There have been two announcements that made me sit up and take notice of late. Actually, make that three.

The first was from Dr. Ezekiel Emanuel in a speech to the Medical Group Management Association annual conference in the USA. I quote, “The problem in the system (healthcare) is not that we don’t have the right technologies,” said Emanuel, chair of bioethics at the National Institutes of Health, in addition to being the older brother of White House Chief of Staff Rahm Emanuel. “It’s how we connect with patients.”

That statement – how we connect with patients – sums up what I believe is the unstated need central to healthcare reform. Too many people are approaching things from an economic or systems focus when ultimately, everything depends on patient needs. This truism deserves more explanation.

Emanuel went on to speak of increasing this connection by making healthcare accessible in non-office settings including online. He also advocated such things as non-physician care when practical, on-site health clinics at large worksites and even a return to house calls.

This leads onto the second and third developments of late. The second is that NEHTA announced a shift in strategy on Australian health records. Realizing that a national centralized behemoth was never going to happen this century, they’re turning to industry to tout their wares. This is a great and sorely needed shift.

The third was a lonely voice crying in the medical training wilderness of Australia.

It comes from Michael Moore, not the doco-joker, but former ACT health minister. He says Australia’s medical colleges should hand over responsibility for training specialists to universities.

Now chief executive of leading advocacy group the Public Health Association of Australia, Moore said the change would lead to more trainees, easing fatigue loads. He said overworked doctors could thank the closed-shop attitude of their supervising colleges for ensuring trainee numbers “aren’t too high”.

“The training and control of who gets into the specialist programs is in the hands of colleges and it’s a poor system because it clearly suits the colleges to have fairly restrictive entrance,” he said. “If they maintain a relatively poor supply and a high demand, obviously they’re going to make more money. The logical system would be to take the training completely away from the colleges and move it to universities.”

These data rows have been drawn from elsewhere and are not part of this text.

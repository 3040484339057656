//! Food model
//!
//! Reference foods with per-serving nutrition.

use rusqlite::{params, Connection, Row};
use serde::{Deserialize, Serialize};

use crate::db::DbResult;

/// A food with nutrition per serving
#[derive(Debug, Clone, Serialize, Deserialize)]
pub struct Food {
    pub id: i64,
    pub name: String,
    pub serving_name: String,
    pub calories: f64,
    pub protein_grams: f64,
    /// Protein has a complete amino acid profile
    pub protein_complete: bool,
    pub carbs_grams: f64,
    pub fiber_grams: f64,
    pub sugar_grams: f64,
    pub fat_grams: f64,
}

/// Data for creating a food
#[derive(Debug, Clone, Default, Serialize, Deserialize)]
pub struct FoodCreate {
    pub name: String,
    pub serving_name: Option<String>,
    pub calories: f64,
    pub protein_grams: f64,
    #[serde(default)]
    pub protein_complete: bool,
    pub carbs_grams: f64,
    #[serde(default)]
    pub fiber_grams: f64,
    #[serde(default)]
    pub sugar_grams: f64,
    pub fat_grams: f64,
}

impl Food {
    fn from_row(row: &Row) -> rusqlite::Result<Self> {
        Ok(Self {
            id: row.get("id")?,
            name: row.get("name")?,
            serving_name: row.get("serving_name")?,
            calories: row.get("calories")?,
            protein_grams: row.get("protein_grams")?,
            protein_complete: row.get::<_, i32>("protein_complete")? != 0,
            carbs_grams: row.get("carbs_grams")?,
            fiber_grams: row.get("fiber_grams")?,
            sugar_grams: row.get("sugar_grams")?,
            fat_grams: row.get("fat_grams")?,
        })
    }

    /// Create a new food
    pub fn create(conn: &Connection, data: &FoodCreate) -> DbResult<Self> {
        conn.execute(
            r#"
            INSERT INTO foods (name, serving_name, calories, protein_grams, protein_complete,
                               carbs_grams, fiber_grams, sugar_grams, fat_grams)
            VALUES (?1, COALESCE(?2, '1 serving'), ?3, ?4, ?5, ?6, ?7, ?8, ?9)
            "#,
            params![
                data.name,
                data.serving_name,
                data.calories,
                data.protein_grams,
                data.protein_complete as i32,
                data.carbs_grams,
                data.fiber_grams,
                data.sugar_grams,
                data.fat_grams,
            ],
        )?;

        let id = conn.last_insert_rowid();
        Self::get_by_id(conn, id)?.ok_or_else(|| {
            crate::db::DbError::Sqlite(rusqlite::Error::QueryReturnedNoRows)
        })
    }

    /// Get a food by ID
    pub fn get_by_id(conn: &Connection, id: i64) -> DbResult<Option<Self>> {
        let mut stmt = conn.prepare("SELECT * FROM foods WHERE id = ?1")?;

        match stmt.query_row([id], Self::from_row) {
            Ok(food) => Ok(Some(food)),
            Err(rusqlite::Error::QueryReturnedNoRows) => Ok(None),
            Err(e) => Err(e.into()),
        }
    }
}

This surely suits the current governments reform agenda. They are clearly frustrated by the closed-shop attitude of several medical colleges. The question is how this can be done?

These last two changes both point back to the first: health reform should begin with, and target, areas where patient needs can be met. Other changes will then follow more easily. If we go after big and immovable targets we will fail. but if treat health as the dynamic marketplace it is, and meet patient needs, the resistant stakeholders will be forced to follow lead. The introduction of patient controlled records and the broadening of medical training are key steps in this direction.

I want to finish by apologizing for my lack of posts in recent weeks. While busy with other things, I’ve also had some time to think about where to spend my time in the near future and am considering wrapping up this blog. Or at least rolling it up into something more specific such as a tool for research/reports on advancements in primary health management. I see little value in generating more gas around this roaring healthcare fire and hope to capture and funnel this heat towards building something worthwhile.

Will Patients Appreciate Big-Brother Pharmacists?

The Australian Pharmacy Guild has adapted software from the USA that allows pharmacists to track patient compliance with their medications. It is an attempt to get expand the professional role of pharmacists. And one drug company, Pfizer, has already teamed up with the guild to get pharmacists to coach patients at the point-of-dispensing if they seem to be missing doses of Lipitor.

It is a reality that compliance is an issue with many medications and therefore the software, named Mirixa, could be useful. But I wonder whether the creators considered what patients will think when a pharmacist leans over the counter and says, to their surprise, ‘you haven’t been taking your medication’! I’m sure, of course, they won’t do that because they will have read the guilds ‘motivational interviewing’ document for Mirixa.

It’s a principle in medicine that you never presume such knowledge, even is you think you have a good idea of compliance to a treatment prescribed. Patients hate doctors being paternalistic. So I find it very hard to see how patients will take to this approach unless they somehow ask to be signed up to the program (according to the consumer info this seems to be the case).

In fact, I wonder how this software fits in with our current privacy legislation? Perhaps someone can help me out? Mirixa does have a statement about privacy here.

Australian eHealth Update

A recent presentation (Jul ’09) from the NEHTA CEO Peter Flemming courtesy of ACHSE.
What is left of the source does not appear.